It's Party Time in Brazil as Carnival Gets Under Way
Carnival frenzy is sweeping Brazil as the South American powerhouse prepares to launch a week of sizzling samba dancing, glittering parades, and unabashed merry-making.
Over the next days this racially diverse country of 191 million people will come to a standstill for the pre-Lent bacchanalian festival that is its most popular holiday.
As in previous years, Salvador de Bahia, Brazil's third largest city and the heart of the rich Afro-Brazilian culture, led the way, with hundreds of thousands of revelers people pouring into the streets late Thursday to dance and party.
The theme for this year's Carnival in Salvador is "The Carnival Country," the title of a 1931 novel by Jorge Amado, in homage to the late Bahian author as the city marks the 100th anniversary of his birth.
But the global spotlight will be on Rio Friday when the "Marvelous City" kicks off its Carnival extravaganza on Friday, world-famous for its sumptuous parades of elaborately decorated fantasy floats and scantily-dressed women.
The five-day mega-event will be broadcast live around the world.
Carnival in Rio generates 250,000 jobs and revenues of some $640 million for hotels, bars and restaurants, according to state officials.
City officials expect more than than five million people, including 850,000 tourists, to attend.
There had been fears that unrest in Brazil's state police force might disrupt the Carnival festivities in Salvador and Rio, but police strikes in those cities were settled just in time.
Milton Junior -- better known as King Momo, the Rio Carnival's chubby symbol of excess -- will be crowned Friday and will receive a giant key to the city, symbolically launching "greatest show on earth."
Joyous street parties with soaring beer consumption will follow and will climax with the eagerly-waited parades in the "Temple of Samba" as the renovated Sambadrome is known.
Thirteen competing samba schools will march hundreds of lavishly costumed singers, dancers and musicians down a specially designed parade route leading to the Sambadrome.
Originally designed 30 years ago by famed Brazilian architect Oscar Niemeyer, the facility reopened last Sunday after a nine-month makeover.
It now boasts an expanded 72,500-seat capacity, with access ramps for the handicapped and elevators.
Rio's top samba schools will vie for the title of carnival champion, a dazzling contest watched with the same fervor as football games in this soccer-mad nation.
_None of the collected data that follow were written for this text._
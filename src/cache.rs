use std::{
    collections::HashMap,
    sync::Mutex,
    time::{Duration, Instant},
};

pub const INDEX_PAGE_FRAGMENT: &str = "index_page";

/// Rendered page fragments with a fixed time to live.
///
/// Entries are never invalidated by writes; readers see stale fragments until
/// they expire.
#[derive(Debug)]
pub struct FragmentCache {
    ttl: Duration,
    entries: Mutex<HashMap<String, (Instant, String)>>,
}

impl FragmentCache {
    pub fn new(ttl: Duration) -> Self {
        Self {
            ttl,
            entries: Mutex::new(HashMap::new()),
        }
    }

    pub fn is_enabled(&self) -> bool {
        !self.ttl.is_zero()
    }

    /// Key for `fragment`, varied on the given values.
    pub fn key(fragment: &str, vary_on: &[&dyn std::fmt::Display]) -> String {
        let mut key = String::from(fragment);
        for value in vary_on {
            key.push(':');
            key.push_str(&value.to_string());
        }
        key
    }

    pub fn get(&self, key: &str) -> Option<String> {
        if !self.is_enabled() {
            return None;
        }
        let mut entries = self.entries.lock().unwrap_or_else(|e| e.into_inner());
        match entries.get(key) {
            Some((stored_at, fragment)) if stored_at.elapsed() < self.ttl => {
                Some(fragment.clone())
            }
            Some(_) => {
                entries.remove(key);
                None
            }
            None => None,
        }
    }

    pub fn insert(&self, key: String, fragment: String) {
        if !self.is_enabled() {
            return;
        }
        let mut entries = self.entries.lock().unwrap_or_else(|e| e.into_inner());
        let ttl = self.ttl;
        entries.retain(|_, (stored_at, _)| stored_at.elapsed() < ttl);
        entries.insert(key, (Instant::now(), fragment));
    }
}

#[cfg(test)]
mod tests {
    use super::*;

    #[test]
    fn key_varies_on_values() {
        assert_eq!(FragmentCache::key(INDEX_PAGE_FRAGMENT, &[]), "index_page");
        assert_eq!(FragmentCache::key(INDEX_PAGE_FRAGMENT, &[&2]), "index_page:2");
    }

    #[test]
    fn returns_fresh_fragment() {
        let cache = FragmentCache::new(Duration::from_secs(20));
        cache.insert("index_page:1".to_string(), "{}".to_string());
        assert_eq!(cache.get("index_page:1").as_deref(), Some("{}"));
        assert_eq!(cache.get("index_page:2"), None);
    }

    #[test]
    fn expired_fragment_is_dropped() {
        let cache = FragmentCache::new(Duration::from_millis(10));
        cache.insert("index_page:1".to_string(), "{}".to_string());
        std::thread::sleep(Duration::from_millis(30));
        assert_eq!(cache.get("index_page:1"), None);
    }

    #[test]
    fn zero_ttl_disables_cache() {
        let cache = FragmentCache::new(Duration::ZERO);
        cache.insert("index_page:1".to_string(), "{}".to_string());
        assert_eq!(cache.get("index_page:1"), None);
    }
}
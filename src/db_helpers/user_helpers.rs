use chrono::Utc;
use sqlx::SqlitePool;

use crate::{errors::RequestError, models::User};

const USER_COLUMNS: &str = "id, username, password, created_at";

pub async fn insert_user(
    pool: &SqlitePool,
    username: &str,
    password_hash: &str,
) -> Result<User, RequestError> {
    let user = sqlx::query_as::<_, User>(&format!(
        r#"
        INSERT INTO users (username, password, created_at)
        VALUES ($1, $2, $3)
        RETURNING {}
        "#,
        USER_COLUMNS
    ))
    .bind(username)
    .bind(password_hash)
    .bind(Utc::now())
    .fetch_one(pool)
    .await?;
    Ok(user)
}

pub async fn get_user_by_username(
    pool: &SqlitePool,
    username: &str,
) -> Result<Option<User>, RequestError> {
    let user = sqlx::query_as::<_, User>(&format!(
        "SELECT {} FROM users WHERE username = $1",
        USER_COLUMNS
    ))
    .bind(username)
    .fetch_optional(pool)
    .await?;
    Ok(user)
}

/// Looks up the author named in a URL.
pub async fn require_user_by_username(
    pool: &SqlitePool,
    username: &str,
) -> Result<User, RequestError> {
    get_user_by_username(pool, username)
        .await?
        .ok_or(RequestError::NotFound("User not found"))
}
Each school spends between two and five million dollars to organize its parade. Some are believed to be funded by gambling syndicates.
China is making its formidable presence felt at the carnival, supplying much of the synthetic fabric used to make the lavish costumes and accessories worn by the dancers, musicians and revelers during the five-day extravaganza.
Among foreign guests will be US celebrities Jennifer Lopez, singer Fergie and Playboy founder Hugh Hefner.
Security-conscious authorities are deploying 50,000 police officers to patrol the streets along with a small, remote-controlled blimp fitted with a camera to keep watch over street parties.
Rio state officials are also distributing more than three million free condoms to the revelers, along with 55,000 condom cases and 160,000 leaflets with information on how to prevent sexually transmitted diseases.
With millions of revelers set to hit the streets of Rio, Brazilian Health Minister Alexandre Padilla on Thursday warned that the city faced a major dengue epidemic.
"I believe that Rio could this year face one of the worst dengue epidemics in its history, in terms of number of cases," Padilla said in a television interview.
While the mosquito-transmitted dengue virus strain prevalent in Rio was neither the most serious nor fatal, it was the least common in Brazil, so "a larger number of people are more vulnerable" to infection, Padilla said.
The official Agencia Brasil said since the start of the year, 3,499 dengue cases have been recorded in Rio, compared with 2,322 last year, but none were fatal.